WORK TO BE COMPLETED:
Could you restate word for word every line of the records below, from the first one to the one holding "pub fn from_json_str(content: &str)"?

━━━ PROVIDED DATA

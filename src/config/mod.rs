/// 粒子系统配置
///
/// 提供TOML/JSON配置文件、环境变量覆盖和验证
use serde::{Deserialize, Serialize};
use std::env;
use std::fs;
use std::path::Path;
use thiserror::Error;

use crate::impl_default;

/// 配置错误
#[derive(Error, Debug)]
pub enum ConfigError {
    /// 文件读取错误
    #[error("Config file error: {0}")]
    FileError(#[from] std::io::Error),
    /// 解析错误
    #[error("Config parse error: {0}")]
    ParseError(String),
    /// 验证错误
    #[error("Config validation error: {0}")]
    ValidationError(String),
}

pub type ConfigResult<T> = Result<T, ConfigError>;

/// 粒子系统主配置
#[derive(Debug, Clone, Default, Serialize, Deserialize)]
pub struct ParticleConfig {
    /// 发射器配置
    #[serde(default)]
    pub emitter: EmitterConfig,

    /// 生成器默认参数
    #[serde(default)]
    pub generator: GeneratorDefaults,

    /// 日志配置
    #[serde(default)]
    pub logging: LoggingConfig,
}

impl ParticleConfig {
    /// 创建默认配置
    pub fn new() -> Self {
        Self::default()
    }

    /// 从TOML文件加载配置
    pub fn from_toml_file<P: AsRef<Path>>(path: P) -> ConfigResult<Self> {
        let content = fs::read_to_string(path).map_err(ConfigError::FileError)?;
        Self::from_toml_str(&content)
    }

    /// 从TOML字符串解析配置
    pub fn from_toml_str(content: &str) -> ConfigResult<Self> {
        toml::from_str(content).map_err(|e| ConfigError::ParseError(e.to_string()))
    }

    /// 从JSON文件加载配置
    pub fn from_json_file<P: AsRef<Path>>(path: P) -> ConfigResult<Self> {
        let content = fs::read_to_string(path).map_err(ConfigError::FileError)?;
        Self::from_json_str(&content)
    }

    /// 从JSON字符串解析配置
    pub fn from_json_str(content: &str) -> ConfigResult<Self> {
        serde_json::from_str(content).map_err(|e| ConfigError::ParseError(e.to_string()))
    }

    /// 保存为TOML文件
    pub fn save_toml<P: AsRef<Path>>(&self, path: P) -> ConfigResult<()> {
        let content =
            toml::to_string_pretty(self).map_err(|e| ConfigError::ParseError(e.to_string()))?;
        fs::write(path, content).map_err(ConfigError::FileError)
    }

    /// 从环境变量覆盖配置
    pub fn apply_env_overrides(&mut self) {
        if let Ok(val) = env::var("PARTICLES_GRAVITY") {
            if let Ok(gravity) = val.parse() {
                self.emitter.gravity = gravity;
            }
        }
        if let Ok(val) = env::var("PARTICLES_COUNT") {
            if let Ok(count) = val.parse() {
                self.generator.count = count;
            }
        }
        if let Ok(val) = env::var("PARTICLES_DURATION") {
            if let Ok(duration) = val.parse() {
                self.generator.duration = duration;
            }
        }
        if let Ok(val) = env::var("PARTICLES_SPEED") {
            if let Ok(speed) = val.parse() {
                self.generator.speed = speed;
            }
        }
        if let Ok(val) = env::var("PARTICLES_RATE") {
            if let Ok(rate) = val.parse() {
                self.generator.rate = rate;
            }
        }
    }

    /// 验证配置
    pub fn validate(&self) -> ConfigResult<()> {
        self.emitter.validate()?;
        self.generator.validate()?;
        Ok(())
    }

    /// 自动查找并加载配置文件
    ///
    /// 按以下顺序查找：
    /// 1. ./particles.toml
    /// 2. ./particles.json
    /// 3. 使用默认配置
    pub fn load_or_default() -> Self {
        if let Ok(config) = Self::from_toml_file("particles.toml") {
            tracing::info!(target: "config", "Loaded config from particles.toml");
            return config;
        }

        if let Ok(config) = Self::from_json_file("particles.json") {
            tracing::info!(target: "config", "Loaded config from particles.json");
            return config;
        }

        tracing::info!(target: "config", "Using default configuration");
        Self::default()
    }
}

/// 发射器配置
#[derive(Debug, Clone, Serialize, Deserialize)]
#[serde(default)]
pub struct EmitterConfig {
    /// 重力加速度（正值向下）
    pub gravity: f32,
}

impl_default!(EmitterConfig { gravity: 0.0 });

impl EmitterConfig {
    pub fn validate(&self) -> ConfigResult<()> {
        if !self.gravity.is_finite() {
            return Err(ConfigError::ValidationError(
                "emitter.gravity must be finite".to_string(),
            ));
        }
        Ok(())
    }
}

/// 生成器默认参数
#[derive(Debug, Clone, Serialize, Deserialize)]
#[serde(default)]
pub struct GeneratorDefaults {
    /// 粒子数量
    pub count: u32,
    /// 粒子寿命（秒），同时决定透明度衰减速度
    pub duration: f32,
    /// 速度
    pub speed: f32,
    /// 旋转速度
    pub spin_speed: f32,
    /// 发射速率，生成延迟为 `index / (count * rate)`
    pub rate: f32,
    /// 每帧速度衰减系数（1.0 = 不衰减）
    pub damping: f32,
    /// 雨幕宽度
    pub width: f32,
}

impl_default!(GeneratorDefaults {
    count: 20,
    duration: 1.0,
    speed: 100.0,
    spin_speed: 0.0,
    rate: 1.0,
    damping: 1.0,
    width: 200.0,
});

impl GeneratorDefaults {
    pub fn validate(&self) -> ConfigResult<()> {
        if self.count == 0 {
            return Err(ConfigError::ValidationError(
                "generator.count must be > 0".to_string(),
            ));
        }
        if !(self.duration.is_finite() && self.duration > 0.0) {
            return Err(ConfigError::ValidationError(
                "generator.duration must be > 0".to_string(),
            ));
        }
        if !(self.rate.is_finite() && self.rate > 0.0) {
            return Err(ConfigError::ValidationError(
                "generator.rate must be > 0".to_string(),
            ));
        }
        for (name, value) in [
            ("speed", self.speed),
            ("spin_speed", self.spin_speed),
            ("damping", self.damping),
            ("width", self.width),
        ] {
            if !(value.is_finite() && value >= 0.0) {
                return Err(ConfigError::ValidationError(format!(
                    "generator.{} must be finite and >= 0",
                    name
                )));
            }
        }
        Ok(())
    }
}

/// 日志配置
#[derive(Debug, Clone, Serialize, Deserialize)]
#[serde(default)]
pub struct LoggingConfig {
    /// 日志级别
    pub level: LogLevel,

    /// 是否输出到控制台
    pub log_to_console: bool,
}

impl_default!(LoggingConfig {
    level: LogLevel::Info,
    log_to_console: true,
});

/// 日志级别
#[derive(Debug, Clone, Copy, PartialEq, Eq, Serialize, Deserialize)]
pub enum LogLevel {
    /// 跟踪
    Trace,
    /// 调试
    Debug,
    /// 信息
    Info,
    /// 警告
    Warn,
    /// 错误
    Error,
}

━━━━━━

REPLY:
filename src/config/mod.rs
/// 粒子系统配置
///
/// 提供TOML/JSON配置文件、环境变量覆盖和验证
use serde::{Deserialize, Serialize};
use std::env;
use std::fs;
use std::path::Path;
use thiserror::Error;

use crate::impl_default;

/// 配置错误
#[derive(Error, Debug)]
pub enum ConfigError {
    /// 文件读取错误
    #[error("Config file error: {0}")]
    FileError(#[from] std::io::Error),
    /// 解析错误
    #[error("Config parse error: {0}")]
    ParseError(String),
    /// 验证错误
    #[error("Config validation error: {0}")]
    ValidationError(String),
}

pub type ConfigResult<T> = Result<T, ConfigError>;

/// 粒子系统主配置
#[derive(Debug, Clone, Default, Serialize, Deserialize)]
pub struct ParticleConfig {
    /// 发射器配置
    #[serde(default)]
    pub emitter: EmitterConfig,

    /// 生成器默认参数
    #[serde(default)]
    pub generator: GeneratorDefaults,

    /// 日志配置
    #[serde(default)]
    pub logging: LoggingConfig,
}

impl ParticleConfig {
    /// 创建默认配置
    pub fn new() -> Self {
        Self::default()
    }

    /// 从TOML文件加载配置
    pub fn from_toml_file<P: AsRef<Path>>(path: P) -> ConfigResult<Self> {
        let content = fs::read_to_string(path).map_err(ConfigError::FileError)?;
        Self::from_toml_str(&content)
    }

    /// 从TOML字符串解析配置
    pub fn from_toml_str(content: &str) -> ConfigResult<Self> {
        toml::from_str(content).map_err(|e| ConfigError::ParseError(e.to_string()))
    }

    /// 从JSON文件加载配置
    pub fn from_json_file<P: AsRef<Path>>(path: P) -> ConfigResult<Self> {
        let content = fs::read_to_string(path).map_err(ConfigError::FileError)?;
        Self::from_json_str(&content)
    }

    /// 从JSON字符串解析配置
    pub fn from_json_str(content: &str) -> ConfigResult<Self> {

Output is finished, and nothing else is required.